Collected data entries

▬▬▬▬▬▬▬▬▬▬

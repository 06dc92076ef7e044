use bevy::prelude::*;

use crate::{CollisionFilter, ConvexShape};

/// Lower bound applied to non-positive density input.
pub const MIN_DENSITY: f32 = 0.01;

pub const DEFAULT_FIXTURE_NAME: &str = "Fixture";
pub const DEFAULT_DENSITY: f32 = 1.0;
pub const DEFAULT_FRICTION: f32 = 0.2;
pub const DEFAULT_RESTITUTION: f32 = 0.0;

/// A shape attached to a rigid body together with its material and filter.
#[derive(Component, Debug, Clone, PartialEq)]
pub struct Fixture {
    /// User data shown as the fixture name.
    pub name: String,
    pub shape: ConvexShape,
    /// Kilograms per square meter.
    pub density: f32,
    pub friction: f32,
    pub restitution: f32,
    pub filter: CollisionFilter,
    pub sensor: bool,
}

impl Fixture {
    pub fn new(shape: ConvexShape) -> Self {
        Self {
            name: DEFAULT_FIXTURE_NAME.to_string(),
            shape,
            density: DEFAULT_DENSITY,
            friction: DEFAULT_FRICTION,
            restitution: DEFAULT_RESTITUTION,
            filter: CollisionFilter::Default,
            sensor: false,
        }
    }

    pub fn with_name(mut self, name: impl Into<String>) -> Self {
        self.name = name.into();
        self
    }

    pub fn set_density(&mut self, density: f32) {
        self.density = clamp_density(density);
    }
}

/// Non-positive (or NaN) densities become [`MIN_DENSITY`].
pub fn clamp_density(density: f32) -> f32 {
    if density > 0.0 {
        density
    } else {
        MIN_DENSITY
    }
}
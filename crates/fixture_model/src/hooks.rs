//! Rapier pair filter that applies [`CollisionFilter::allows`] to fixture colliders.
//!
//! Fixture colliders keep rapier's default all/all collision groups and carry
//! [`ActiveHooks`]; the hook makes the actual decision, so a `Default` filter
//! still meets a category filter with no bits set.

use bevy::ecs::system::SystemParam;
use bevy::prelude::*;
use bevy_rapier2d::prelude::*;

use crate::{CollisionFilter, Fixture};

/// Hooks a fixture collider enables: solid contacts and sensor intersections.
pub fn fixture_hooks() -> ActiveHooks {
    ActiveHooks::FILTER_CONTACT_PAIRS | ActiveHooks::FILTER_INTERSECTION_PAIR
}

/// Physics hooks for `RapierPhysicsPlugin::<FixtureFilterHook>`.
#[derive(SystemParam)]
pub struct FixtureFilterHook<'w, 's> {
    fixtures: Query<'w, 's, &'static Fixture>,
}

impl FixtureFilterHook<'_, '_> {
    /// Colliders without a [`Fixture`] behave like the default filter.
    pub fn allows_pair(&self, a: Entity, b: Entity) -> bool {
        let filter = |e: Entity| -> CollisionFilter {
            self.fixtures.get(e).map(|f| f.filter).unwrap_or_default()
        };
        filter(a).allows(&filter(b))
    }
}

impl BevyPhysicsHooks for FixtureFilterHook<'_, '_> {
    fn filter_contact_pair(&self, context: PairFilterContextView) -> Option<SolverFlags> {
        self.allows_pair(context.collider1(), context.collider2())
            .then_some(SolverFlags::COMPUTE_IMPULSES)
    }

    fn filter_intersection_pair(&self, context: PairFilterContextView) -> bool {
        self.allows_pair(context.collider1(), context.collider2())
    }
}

▬▬▬▬▬▬▬▬▬▬

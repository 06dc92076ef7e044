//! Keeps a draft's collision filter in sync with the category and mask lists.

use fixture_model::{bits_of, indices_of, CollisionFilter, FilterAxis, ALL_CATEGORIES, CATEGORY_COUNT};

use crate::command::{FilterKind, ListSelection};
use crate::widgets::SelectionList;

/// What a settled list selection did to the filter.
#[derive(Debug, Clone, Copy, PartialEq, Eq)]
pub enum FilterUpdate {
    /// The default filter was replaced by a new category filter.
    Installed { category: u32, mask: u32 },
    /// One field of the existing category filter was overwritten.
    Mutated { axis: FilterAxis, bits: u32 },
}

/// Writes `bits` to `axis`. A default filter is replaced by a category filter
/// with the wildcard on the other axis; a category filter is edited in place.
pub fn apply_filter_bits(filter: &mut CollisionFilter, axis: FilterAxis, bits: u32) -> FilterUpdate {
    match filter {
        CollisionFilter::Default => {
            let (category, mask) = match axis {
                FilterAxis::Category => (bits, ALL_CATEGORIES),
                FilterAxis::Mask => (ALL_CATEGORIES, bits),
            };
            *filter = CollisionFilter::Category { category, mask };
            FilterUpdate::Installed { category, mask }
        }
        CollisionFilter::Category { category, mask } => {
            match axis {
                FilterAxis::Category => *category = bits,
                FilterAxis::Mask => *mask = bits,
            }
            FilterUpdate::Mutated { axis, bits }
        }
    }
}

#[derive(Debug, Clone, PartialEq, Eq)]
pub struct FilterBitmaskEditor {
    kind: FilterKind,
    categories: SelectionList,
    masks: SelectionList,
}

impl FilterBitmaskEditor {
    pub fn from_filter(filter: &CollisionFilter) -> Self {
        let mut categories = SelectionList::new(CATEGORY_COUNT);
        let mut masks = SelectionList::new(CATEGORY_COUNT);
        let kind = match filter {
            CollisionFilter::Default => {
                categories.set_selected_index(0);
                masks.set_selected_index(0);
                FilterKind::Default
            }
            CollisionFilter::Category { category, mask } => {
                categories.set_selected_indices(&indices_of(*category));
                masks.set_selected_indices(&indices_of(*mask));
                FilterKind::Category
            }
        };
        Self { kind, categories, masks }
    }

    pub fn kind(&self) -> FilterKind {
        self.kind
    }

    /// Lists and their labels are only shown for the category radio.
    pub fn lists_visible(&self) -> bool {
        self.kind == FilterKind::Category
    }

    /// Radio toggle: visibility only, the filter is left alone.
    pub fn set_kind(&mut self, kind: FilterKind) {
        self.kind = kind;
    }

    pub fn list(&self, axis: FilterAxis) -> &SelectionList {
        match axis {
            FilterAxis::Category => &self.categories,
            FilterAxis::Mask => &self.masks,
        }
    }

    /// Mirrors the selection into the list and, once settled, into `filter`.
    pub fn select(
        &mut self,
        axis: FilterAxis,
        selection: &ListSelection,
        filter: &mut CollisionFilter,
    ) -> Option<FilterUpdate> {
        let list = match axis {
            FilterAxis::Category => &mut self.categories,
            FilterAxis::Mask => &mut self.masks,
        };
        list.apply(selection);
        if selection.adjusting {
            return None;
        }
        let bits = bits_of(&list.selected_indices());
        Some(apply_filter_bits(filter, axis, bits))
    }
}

▬▬▬▬▬▬▬▬▬▬

→ **Description of the task**: Your answer should be all lines from the data that contain "bool".

→ **Response to this task**:
    pub sensor: bool,
    pub fn allows_pair(&self, a: Entity, b: Entity) -> bool {
    fn filter_intersection_pair(&self, context: PairFilterContextView) -> bool {
    pub fn lists_visible(&self) -> bool {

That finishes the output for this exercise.